Memorization of promises, especially from the Psalms and Prophetic books, instills a disciplined study habit that carries over even when the depression is gone. I’m reminded of the hard truth in Psalm 119:71, that affliction of any sort can deepen my dependence on God’s Word: “It is good for me that I was afflicted, that I may learn Thy statutes.”

Paul’s words also illustrate the point I’m making. His burdensome experience wielded benefits for the spiritual realm. Referring to an affliction he encountered in Asia, he wrote: “We were burdened excessively, beyond our strength, so that we despaired even of life; indeed, we had the sentence of death within ourselves in order that we should trust not in ourselves, but in God who raises the dead” (2 Corinthians 1:8-9).
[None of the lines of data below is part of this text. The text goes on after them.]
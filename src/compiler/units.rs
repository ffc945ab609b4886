//! Units resolver: on-demand import of units from the library catalogue.

use std::collections::HashSet;

use indexmap::IndexMap;

use crate::error::{CompileError, Issue, Result};
use crate::model::{units, Importer, Model, Units};
use crate::store::ProjectStore;

/// Resolves units names against the project's unit-library catalogue.
///
/// Libraries are parsed lazily, in catalogue order, the first time a lookup
/// reaches them; the first library defining a name wins. Each library is
/// registered with the importer at most once, no matter how many of its
/// definitions end up imported.
#[derive(Debug, Default)]
pub(crate) struct UnitsResolver {
    parsed: IndexMap<String, Model>,
    registered: HashSet<String>,
    unresolved: HashSet<String>,
}

impl UnitsResolver {
    pub(crate) fn new() -> Self {
        Self::default()
    }

    /// Make `name` available in `model`, importing it if necessary.
    ///
    /// Standard units and names the model already holds need no work. An
    /// unresolvable name is a warning, not an error: the model keeps the
    /// dangling reference and validation reports it downstream. A unit
    /// library that fails to parse is fatal.
    pub(crate) fn ensure_imported(
        &mut self,
        store: &ProjectStore,
        model: &mut Model,
        importer: &mut Importer,
        warnings: &mut Vec<Issue>,
        name: &str,
    ) -> Result<()> {
        if name.is_empty() || units::is_standard_unit(name) || model.has_units(name) {
            return Ok(());
        }

        for entry in store.unit_libraries() {
            if !self.parsed.contains_key(&entry.filename) {
                let library =
                    Model::from_xml(&entry.source).map_err(|issues| CompileError::Parse {
                        filename: entry.filename.clone(),
                        issues,
                    })?;
                self.parsed.insert(entry.filename.clone(), library);
            }
            let library = &self.parsed[&entry.filename];
            if library.units_by_name(name).is_some() {
                if self.registered.insert(entry.filename.clone()) {
                    importer.register(entry.filename.clone(), library.clone());
                }
                model.add_units(Units::imported(name, entry.filename.clone(), name));
                return Ok(());
            }
        }

        if self.unresolved.insert(name.to_string()) {
            let issue = Issue::new(format!("units '{name}' not found in any unit library"));
            log::warn!("{issue}");
            warnings.push(issue);
        }
        Ok(())
    }
}

#[cfg(test)]
mod tests {
    use super::*;

    const PRESSURE_LIB: &str = r#"
        <model name="pressure_units">
          <units name="mmHg">
            <unit units="pascal" multiplier="133.322"/>
          </units>
        </model>
    "#;

    const FLOW_LIB: &str = r#"
        <model name="flow_units">
          <units name="ml_per_s">
            <unit units="litre" prefix="milli"/>
            <unit units="second" exponent="-1"/>
          </units>
          <units name="mmHg">
            <unit units="pascal"/>
          </units>
        </model>
    "#;

    fn catalogue() -> ProjectStore {
        let mut store = ProjectStore::new();
        store.add_units_file("pressure.xml", PRESSURE_LIB);
        store.add_units_file("flow.xml", FLOW_LIB);
        store
    }

    #[test]
    fn test_standard_and_present_units_are_skipped() {
        let store = catalogue();
        let mut resolver = UnitsResolver::new();
        let mut model = Model::new("m");
        let mut importer = Importer::new();
        let mut warnings = Vec::new();

        for name in ["", "second", "dimensionless"] {
            resolver
                .ensure_imported(&store, &mut model, &mut importer, &mut warnings, name)
                .unwrap();
        }
        assert!(model.units().is_empty());
        assert!(warnings.is_empty());
    }

    #[test]
    fn test_first_library_wins_and_registers_once() {
        let store = catalogue();
        let mut resolver = UnitsResolver::new();
        let mut model = Model::new("m");
        let mut importer = Importer::new();
        let mut warnings = Vec::new();

        // mmHg exists in both libraries; catalogue order decides
        resolver
            .ensure_imported(&store, &mut model, &mut importer, &mut warnings, "mmHg")
            .unwrap();
        let units = model.units_by_name("mmHg").unwrap();
        assert_eq!(
            units.kind,
            crate::model::UnitsKind::Imported {
                source: "pressure.xml".into(),
                reference: "mmHg".into()
            }
        );
        assert!(importer.has_source("pressure.xml"));
        assert!(!importer.has_source("flow.xml"));

        // second lookup is a no-op
        resolver
            .ensure_imported(&store, &mut model, &mut importer, &mut warnings, "mmHg")
            .unwrap();
        assert_eq!(model.units().len(), 1);
    }

    #[test]
    fn test_unresolved_units_warn_once() {
        let store = catalogue();
        let mut resolver = UnitsResolver::new();
        let mut model = Model::new("m");
        let mut importer = Importer::new();
        let mut warnings = Vec::new();

        for _ in 0..2 {
            resolver
                .ensure_imported(&store, &mut model, &mut importer, &mut warnings, "furlong")
                .unwrap();
        }
        assert_eq!(warnings.len(), 1);
        assert!(warnings[0].description.contains("'furlong'"));
        assert!(model.units().is_empty());
    }

    #[test]
    fn test_broken_library_is_fatal() {
        let mut store = ProjectStore::new();
        store.add_units_file("broken.xml", "<model");
        let mut resolver = UnitsResolver::new();
        let mut model = Model::new("m");
        let mut importer = Importer::new();
        let mut warnings = Vec::new();

        let err = resolver
            .ensure_imported(&store, &mut model, &mut importer, &mut warnings, "mmHg")
            .unwrap_err();
        assert!(matches!(err, CompileError::Parse { filename, .. } if filename == "broken.xml"));
    }
}
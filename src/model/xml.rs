//! Reader and printer for the XML model document.
//!
//! The document is a flat, CellML-shaped dialect: a `model` element holding
//! `units`, `component` (with `variable` and `math` children), and
//! `connection` elements. A `units` element carrying `source`/`reference`
//! attributes is an import forward resolved during flattening.

use serde::{Deserialize, Serialize};

use super::{Component, Equivalence, Interface, Model, UnitTerm, Units, UnitsKind, Variable};
use crate::error::Issue;

#[derive(Debug, Serialize, Deserialize)]
#[serde(rename = "model")]
struct ModelXml {
    #[serde(rename = "@name", default)]
    name: String,
    #[serde(rename = "units", default, skip_serializing_if = "Vec::is_empty")]
    units: Vec<UnitsXml>,
    #[serde(rename = "component", default, skip_serializing_if = "Vec::is_empty")]
    components: Vec<ComponentXml>,
    #[serde(rename = "connection", default, skip_serializing_if = "Vec::is_empty")]
    connections: Vec<ConnectionXml>,
}

#[derive(Debug, Serialize, Deserialize)]
struct UnitsXml {
    #[serde(rename = "@name", default)]
    name: String,
    #[serde(rename = "@source", default, skip_serializing_if = "Option::is_none")]
    source: Option<String>,
    #[serde(rename = "@reference", default, skip_serializing_if = "Option::is_none")]
    reference: Option<String>,
    #[serde(rename = "unit", default, skip_serializing_if = "Vec::is_empty")]
    terms: Vec<UnitXml>,
}

#[derive(Debug, Serialize, Deserialize)]
struct UnitXml {
    #[serde(rename = "@units", default)]
    units: String,
    #[serde(rename = "@prefix", default, skip_serializing_if = "Option::is_none")]
    prefix: Option<String>,
    #[serde(rename = "@exponent", default, skip_serializing_if = "Option::is_none")]
    exponent: Option<f64>,
    #[serde(rename = "@multiplier", default, skip_serializing_if = "Option::is_none")]
    multiplier: Option<f64>,
}

#[derive(Debug, Serialize, Deserialize)]
struct ComponentXml {
    #[serde(rename = "@name", default)]
    name: String,
    #[serde(rename = "variable", default, skip_serializing_if = "Vec::is_empty")]
    variables: Vec<VariableXml>,
    #[serde(rename = "math", default, skip_serializing_if = "Option::is_none")]
    math: Option<MathXml>,
}

#[derive(Debug, Serialize, Deserialize)]
struct VariableXml {
    #[serde(rename = "@name", default)]
    name: String,
    #[serde(rename = "@units", default)]
    units: String,
    #[serde(rename = "@interface", default, skip_serializing_if = "Option::is_none")]
    interface: Option<String>,
    #[serde(rename = "@initial_value", default, skip_serializing_if = "Option::is_none")]
    initial_value: Option<String>,
}

#[derive(Debug, Serialize, Deserialize)]
struct MathXml {
    #[serde(rename = "$text", default)]
    text: String,
}

#[derive(Debug, Serialize, Deserialize)]
struct ConnectionXml {
    #[serde(rename = "@component_1", default)]
    component_1: String,
    #[serde(rename = "@variable_1", default)]
    variable_1: String,
    #[serde(rename = "@component_2", default)]
    component_2: String,
    #[serde(rename = "@variable_2", default)]
    variable_2: String,
}

/// Parse a model document, reporting structural issues as a list.
pub fn parse(text: &str) -> Result<Model, Vec<Issue>> {
    let doc: ModelXml = quick_xml::de::from_str(text)
        .map_err(|err| vec![Issue::new(format!("malformed model document: {err}"))])?;

    let mut issues = Vec::new();
    if doc.name.is_empty() {
        issues.push(Issue::new("model has no name"));
    }

    let mut model = Model::new(doc.name);
    for units in doc.units {
        if units.name.is_empty() {
            issues.push(Issue::new("units entry has no name"));
            continue;
        }
        match (units.source, units.reference) {
            (Some(source), Some(reference)) => {
                model.add_units(Units::imported(units.name, source, reference));
            }
            (None, None) => {
                let terms = units
                    .terms
                    .into_iter()
                    .map(|t| UnitTerm {
                        units: t.units,
                        prefix: t.prefix,
                        exponent: t.exponent.unwrap_or(1.0),
                        multiplier: t.multiplier.unwrap_or(1.0),
                    })
                    .collect();
                model.add_units(Units::defined(units.name, terms));
            }
            _ => issues.push(Issue::new(format!(
                "units '{}' has an incomplete import (both source and reference are required)",
                units.name
            ))),
        }
    }

    for component in doc.components {
        if component.name.is_empty() {
            issues.push(Issue::new("component has no name"));
            continue;
        }
        let mut comp = Component::new(component.name);
        for variable in component.variables {
            if variable.name.is_empty() {
                issues.push(Issue::new(format!(
                    "variable in component '{}' has no name",
                    comp.name()
                )));
                continue;
            }
            let mut var = Variable::new(variable.name, variable.units);
            var.interface = match variable.interface.as_deref() {
                Some("public") => Interface::Public,
                Some("private") | None => Interface::Private,
                Some(other) => {
                    issues.push(Issue::new(format!(
                        "variable '{}' in component '{}' has unknown interface '{other}'",
                        var.name,
                        comp.name()
                    )));
                    Interface::Private
                }
            };
            var.initial_value = variable.initial_value;
            comp.add_variable(var);
        }
        if let Some(math) = component.math {
            for line in math.text.lines() {
                let line = line.trim();
                if !line.is_empty() {
                    comp.append_math(line);
                }
            }
        }
        model.add_component(comp);
    }

    for connection in doc.connections {
        model.add_equivalence(
            super::VariableRef::new(connection.component_1, connection.variable_1),
            super::VariableRef::new(connection.component_2, connection.variable_2),
        );
    }

    if issues.is_empty() {
        Ok(model)
    } else {
        Err(issues)
    }
}

/// Print a model as an XML document with a declaration header.
pub fn print(model: &Model) -> Result<String, quick_xml::SeError> {
    let doc = to_doc(model);
    let mut body = String::new();
    let mut serializer = quick_xml::se::Serializer::new(&mut body);
    serializer.indent(' ', 2);
    doc.serialize(serializer)?;
    Ok(format!("<?xml version=\"1.0\" encoding=\"UTF-8\"?>\n{body}\n"))
}

fn to_doc(model: &Model) -> ModelXml {
    ModelXml {
        name: model.name().to_string(),
        units: model.units().iter().map(units_to_xml).collect(),
        components: model.components().iter().map(component_to_xml).collect(),
        connections: model.equivalences().iter().map(connection_to_xml).collect(),
    }
}

fn units_to_xml(units: &Units) -> UnitsXml {
    match &units.kind {
        UnitsKind::Defined(terms) => UnitsXml {
            name: units.name.clone(),
            source: None,
            reference: None,
            terms: terms
                .iter()
                .map(|t| UnitXml {
                    units: t.units.clone(),
                    prefix: t.prefix.clone(),
                    // attribute defaults keep the common case terse
                    exponent: (t.exponent != 1.0).then_some(t.exponent),
                    multiplier: (t.multiplier != 1.0).then_some(t.multiplier),
                })
                .collect(),
        },
        UnitsKind::Imported { source, reference } => UnitsXml {
            name: units.name.clone(),
            source: Some(source.clone()),
            reference: Some(reference.clone()),
            terms: Vec::new(),
        },
    }
}

fn component_to_xml(component: &Component) -> ComponentXml {
    ComponentXml {
        name: component.name().to_string(),
        variables: component
            .variables()
            .iter()
            .map(|v| VariableXml {
                name: v.name.clone(),
                units: v.units.clone(),
                interface: v.interface.is_public().then(|| "public".to_string()),
                initial_value: v.initial_value.clone(),
            })
            .collect(),
        math: if component.math().is_empty() {
            None
        } else {
            Some(MathXml {
                text: component.math().join("\n"),
            })
        },
    }
}

fn connection_to_xml(eq: &Equivalence) -> ConnectionXml {
    ConnectionXml {
        component_1: eq.a.component.clone(),
        variable_1: eq.a.variable.clone(),
        component_2: eq.b.component.clone(),
        variable_2: eq.b.variable.clone(),
    }
}

#[cfg(test)]
mod tests {
    use super::*;

    const VESSEL: &str = r#"
        <model name="vessel_library">
          <units name="ml_per_s">
            <unit units="litre" prefix="milli"/>
            <unit units="second" exponent="-1"/>
          </units>
          <component name="artery">
            <variable name="t" units="second" interface="public"/>
            <variable name="flow" units="ml_per_s" interface="public"/>
            <variable name="resistance" units="ml_per_s" initial_value="1.5"/>
            <math>flow = resistance * 2{ml_per_s}</math>
          </component>
          <connection component_1="artery" variable_1="t" component_2="env" variable_2="time"/>
        </model>
    "#;

    #[test]
    fn test_parse_model() {
        let model = parse(VESSEL).unwrap();
        assert_eq!(model.name(), "vessel_library");

        let units = model.units_by_name("ml_per_s").unwrap();
        let UnitsKind::Defined(terms) = &units.kind else {
            panic!("expected a defined units entry");
        };
        assert_eq!(terms.len(), 2);
        assert_eq!(terms[0].prefix.as_deref(), Some("milli"));
        assert_eq!(terms[1].exponent, -1.0);

        let artery = model.component("artery").unwrap();
        assert_eq!(artery.variables().len(), 3);
        assert!(artery.variable("t").unwrap().interface.is_public());
        assert!(!artery.variable("resistance").unwrap().interface.is_public());
        assert_eq!(
            artery.variable("resistance").unwrap().initial_value.as_deref(),
            Some("1.5")
        );
        assert_eq!(artery.math(), ["flow = resistance * 2{ml_per_s}"]);
        assert_eq!(model.equivalences().len(), 1);
    }

    #[test]
    fn test_parse_reports_structural_issues() {
        let issues = parse("<model><component/></model>").unwrap_err();
        let all: Vec<_> = issues.iter().map(|i| i.description.as_str()).collect();
        assert!(all.contains(&"model has no name"));
        assert!(all.contains(&"component has no name"));
    }

    #[test]
    fn test_parse_rejects_malformed_xml() {
        let issues = parse("<model name=\"x\"").unwrap_err();
        assert_eq!(issues.len(), 1);
        assert!(issues[0].description.starts_with("malformed model document"));
    }

    #[test]
    fn test_printed_model_parses_back() {
        let model = parse(VESSEL).unwrap();
        let printed = print(&model).unwrap();
        assert!(printed.starts_with("<?xml version=\"1.0\""));

        let reparsed = parse(&printed).unwrap();
        assert_eq!(reparsed.name(), model.name());
        assert_eq!(reparsed.components().len(), model.components().len());
        assert_eq!(
            reparsed.component("artery").unwrap().math(),
            model.component("artery").unwrap().math()
        );
        assert_eq!(reparsed.equivalences(), model.equivalences());
    }

    #[test]
    fn test_import_forward_roundtrip() {
        let mut model = Model::new("m");
        model.add_units(Units::imported("mmHg", "units/pressure.xml", "mmHg"));
        let printed = print(&model).unwrap();
        let reparsed = parse(&printed).unwrap();
        let units = reparsed.units_by_name("mmHg").unwrap();
        assert!(units.is_imported());
    }

    #[test]
    fn test_incomplete_import_is_an_issue() {
        let issues =
            parse("<model name=\"m\"><units name=\"x\" source=\"lib.xml\"/></model>").unwrap_err();
        assert!(issues[0].description.contains("incomplete import"));
    }
}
Like Paul, pain inevitably draws me closer to the Lord. That’s why I can thank Him for the pain, as explained in the poem that follows.

THANK YOU FOR THE PAIN

 

Thank you for the broken heart;

it is softer than before.

Since the pain ripped it apart

it’s insensitive no more.

How can I salute the pain?

Now I am more prone to pray,

to yield to my Savior’s reign,

and to let Him have His way.

I’ve no choice but to depend

on the Lord’s sustaining grace.

And He’ll pay a dividend

for each tear upon my face.

For God accepts as sacrifice

a heart that’s broken in two.

He’s already paid the price

for all that I’m going through.

There is no way I would choose

the hurt, all the times I’ve cried.

Yet it’s a gift I won’t refuse,

for it cleanses me inside.

I’m driven to wield Your Sword;

to give the Spirit His due.

So thank you for the pain, Lord,

for it draws me close to you.

How has a despondent spirit, or another kind of affliction, facilitated a closer relationship with Christ?

your brother,

Terry

 

Terry teaches in the areas of Church Ministry and Ministry Leadership at Columbia International University in South Carolina. He has served as a Christian Education staff member for three  churches, and he’s a licensed preacher in the Presbyterian Church of America.  His current books in print are Serve Strong:  Biblical Encouragement to Sustain God’s Servants, and  Now That’s Good A Question!  How To Lead Quality Bible Discussions. Terry has been married for 46 years, and has two sons, a daughter-in-law, one grandson, and a dachshund.  His constant prayer is, “Lord, make me half the man my dog thinks I am!”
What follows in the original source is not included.